Note: it is possible to have two metrics with the same name and different types, but it is best not to do that. They discourage it in the docs here.

Dimensionality

There is an MTS for every combination of dimension values. The number of MTS grows quickly as dimensions are added, or new values added to dimensions.

For example, if you have a metric, with a server dimension with 100 values, and an operation dimension with 50 operations, and all combinations get used, you have 5000 metric time series. Having thousands isn’t necessarily a problem, but having many millions might be.

This is why we try to avoid high dimensional in metrics. For example if you use a URL as a dimension, the problem could be it may include query data, e.g. /user/1003332/post/8883 which would create a lot of time series.

Data Blocks

Now we know how the data is represented, the start of any SignalFlow query is the data block. The data block is where you define which metric(s) you want to gather data from, what filters you want to apply.

For example:

data('cpu.utilization', 
     filter=filter('host', 'hostA', 'hostB') and filter('AWSUniqueId', 'i-0403'))

This creates a data stream based on the metric cpu.utilization, and uses filters to only pick up data for specified values of dimensions. In details:

  • The data block defines that we want to extract data from MTS, and specifies the name of the metric.
  • The filter parameter defines how we want to filter all the MTS streams down the the ones we need.
  • The output of this is the collection of MTS streams for the metric name that have the dimensions specified by the filter.

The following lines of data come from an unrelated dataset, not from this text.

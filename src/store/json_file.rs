//! JSON-file color store

use std::collections::HashMap;
use std::path::{Path, PathBuf};

use async_trait::async_trait;
use tokio::sync::Mutex;

use super::{ColorStore, StoreError};
use crate::color::Color;
use crate::session::ContextKey;

/// Color store persisted as a single JSON object file.
///
/// This is the durable analog of the in-memory store: one flat mapping of
/// context key to hex color. Writes go through a temp file and rename so a
/// crash mid-write never corrupts the file; in-process writers are serialized
/// by a lock.
#[derive(Debug)]
pub struct JsonFileColorStore {
    path: PathBuf,
    write_lock: Mutex<()>,
}

impl JsonFileColorStore {
    pub fn new(path: impl Into<PathBuf>) -> Self {
        Self {
            path: path.into(),
            write_lock: Mutex::new(()),
        }
    }

    pub fn path(&self) -> &Path {
        &self.path
    }

    fn read_records(&self) -> Result<HashMap<ContextKey, Color>, StoreError> {
        match std::fs::read_to_string(&self.path) {
            Ok(content) => Ok(serde_json::from_str(&content)?),
            Err(e) if e.kind() == std::io::ErrorKind::NotFound => Ok(HashMap::new()),
            Err(e) => Err(e.into()),
        }
    }

    fn write_records(&self, records: &HashMap<ContextKey, Color>) -> Result<(), StoreError> {
        if let Some(parent) = self.path.parent() {
            if !parent.as_os_str().is_empty() {
                std::fs::create_dir_all(parent)?;
            }
        }
        let content = serde_json::to_string_pretty(records)?;
        let tmp = self.path.with_extension("json.tmp");
        std::fs::write(&tmp, content)?;
        std::fs::rename(&tmp, &self.path)?;
        Ok(())
    }
}

#[async_trait]
impl ColorStore for JsonFileColorStore {
    async fn get(&self, key: &ContextKey) -> Result<Option<Color>, StoreError> {
        Ok(self.read_records()?.get(key).copied())
    }

    async fn set(&self, key: &ContextKey, color: Color) -> Result<(), StoreError> {
        let _guard = self.write_lock.lock().await;
        let mut records = self.read_records()?;
        records.insert(key.clone(), color);
        self.write_records(&records)
    }

    async fn remove(&self, key: &ContextKey) -> Result<(), StoreError> {
        let _guard = self.write_lock.lock().await;
        let mut records = self.read_records()?;
        if records.remove(key).is_some() {
            self.write_records(&records)?;
        }
        Ok(())
    }
}
//! Color values and CSS color string parsing

use once_cell::sync::Lazy;
use regex::Regex;
use serde::{Deserialize, Serialize};
use thiserror::Error;

/// Matches the channel triple of `rgb(r, g, b)` or `rgba(r, g, b, a)`
static RGB_RE: Lazy<Regex> =
    Lazy::new(|| Regex::new(r"rgba?\((\d+),\s*(\d+),\s*(\d+)").unwrap());

/// Matches the alpha component of an `rgba(...)` value
static RGBA_ALPHA_RE: Lazy<Regex> =
    Lazy::new(|| Regex::new(r"rgba\([^)]+,\s*([0-9.]+)\)").unwrap());

/// Error returned when a string cannot be interpreted as a color.
///
/// The extraction heuristic treats this as "no match" and moves on to the
/// next priority level; it is never surfaced as a fatal condition.
#[derive(Debug, Error, PartialEq, Eq)]
pub enum ColorParseError {
    #[error("not a recognized color value: {0:?}")]
    Unrecognized(String),
    #[error("color channel out of range in {0:?}")]
    ChannelOutOfRange(String),
}

/// An opaque RGB color.
///
/// The canonical textual form is lowercase `#rrggbb` with no alpha channel;
/// that is what [`Display`](std::fmt::Display) emits and what gets persisted
/// in the color store.
#[derive(Debug, Clone, Copy, PartialEq, Eq, Hash, Serialize, Deserialize)]
#[serde(try_from = "String", into = "String")]
pub struct Color {
    pub r: u8,
    pub g: u8,
    pub b: u8,
}

impl Color {
    pub fn new(r: u8, g: u8, b: u8) -> Self {
        Self { r, g, b }
    }

    /// Parse a `#rrggbb` or `#rgb` hex literal.
    pub fn from_hex(s: &str) -> Result<Self, ColorParseError> {
        let digits = s
            .strip_prefix('#')
            .ok_or_else(|| ColorParseError::Unrecognized(s.to_string()))?;
        if !digits.chars().all(|c| c.is_ascii_hexdigit()) {
            return Err(ColorParseError::Unrecognized(s.to_string()));
        }
        match digits.len() {
            6 => {
                let r = u8::from_str_radix(&digits[0..2], 16).expect("checked hex");
                let g = u8::from_str_radix(&digits[2..4], 16).expect("checked hex");
                let b = u8::from_str_radix(&digits[4..6], 16).expect("checked hex");
                Ok(Self::new(r, g, b))
            }
            3 => {
                // #abc expands to #aabbcc
                let expand = |c: char| {
                    let v = c.to_digit(16).expect("checked hex") as u8;
                    v << 4 | v
                };
                let mut chars = digits.chars();
                Ok(Self::new(
                    expand(chars.next().expect("len 3")),
                    expand(chars.next().expect("len 3")),
                    expand(chars.next().expect("len 3")),
                ))
            }
            _ => Err(ColorParseError::Unrecognized(s.to_string())),
        }
    }

    /// Parse a computed-style `rgb(r, g, b)` / `rgba(r, g, b, a)` string.
    ///
    /// The alpha channel, if any, is ignored here; transparency is decided
    /// separately by [`is_transparent`].
    pub fn from_rgb_string(s: &str) -> Result<Self, ColorParseError> {
        let caps = RGB_RE
            .captures(s)
            .ok_or_else(|| ColorParseError::Unrecognized(s.to_string()))?;
        let channel = |i: usize| {
            caps[i]
                .parse::<u16>()
                .ok()
                .filter(|v| *v <= 255)
                .map(|v| v as u8)
                .ok_or_else(|| ColorParseError::ChannelOutOfRange(s.to_string()))
        };
        Ok(Self::new(channel(1)?, channel(2)?, channel(3)?))
    }

    /// Parse any supported color form: hex literal first, then `rgb()`/`rgba()`.
    pub fn parse(s: &str) -> Result<Self, ColorParseError> {
        let s = s.trim();
        if s.starts_with('#') {
            Self::from_hex(s)
        } else {
            Self::from_rgb_string(s)
        }
    }
}

impl std::fmt::Display for Color {
    fn fmt(&self, f: &mut std::fmt::Formatter<'_>) -> std::fmt::Result {
        write!(f, "#{:02x}{:02x}{:02x}", self.r, self.g, self.b)
    }
}

impl From<Color> for String {
    fn from(c: Color) -> Self {
        c.to_string()
    }
}

impl TryFrom<String> for Color {
    type Error = ColorParseError;

    fn try_from(s: String) -> Result<Self, Self::Error> {
        Color::parse(&s)
    }
}

/// Whether a CSS color string counts as transparent for extraction purposes.
///
/// True for the literal `transparent` keyword and for `rgba(...)` values whose
/// alpha parses to exactly `0`. Partial alpha is treated as opaque; this is a
/// deliberate simplification rather than a rendering-accurate alpha blend.
pub fn is_transparent(color: &str) -> bool {
    let color = color.trim();
    if color.is_empty() || color == "transparent" {
        return true;
    }
    if color.contains("rgba") {
        if let Some(caps) = RGBA_ALPHA_RE.captures(color) {
            if let Ok(alpha) = caps[1].parse::<f64>() {
                return alpha == 0.0;
            }
        }
    }
    false
}

/// OS/browser color-scheme preference, used for the synchronous fallback color.
#[derive(Debug, Clone, Copy, PartialEq, Eq, Default, Serialize, Deserialize)]
#[serde(rename_all = "lowercase")]
pub enum ColorScheme {
    #[default]
    Light,
    Dark,
}

impl ColorScheme {
    /// The default overlay color for this scheme, used before any page color
    /// is known.
    pub fn default_color(self) -> Color {
        match self {
            ColorScheme::Dark => Color::new(0x1a, 0x1a, 0x1a),
            ColorScheme::Light => Color::new(0xf5, 0xf5, 0xf5),
        }
    }
}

This is combining the various MTS into a single stream. In this case, it is combining all of these:

  • All cpu.utilization MTS with host=hostA and AWSUniqueId=i-0403
  • All cpu.utilization MTS with host=hostB and AWSUniqueId=i-0403

If there are other dimensions, then there can be multiple MTS with the same host and AWSUniqueId that need to be combined.

The data block produces a stream, but to produce a chart the engine must bucket values up into time intervals, e.g. 1 minute or 1 day. What is the time interval set to? Can you control it? On to that next.

Resolution

The resolution defined the period of time MTS are bucketed in to for analysis. For example it could be 1 minute, and therefore the Metric Data Points will be aggregated into 1 minute buckets for the purpose of charting and rollups.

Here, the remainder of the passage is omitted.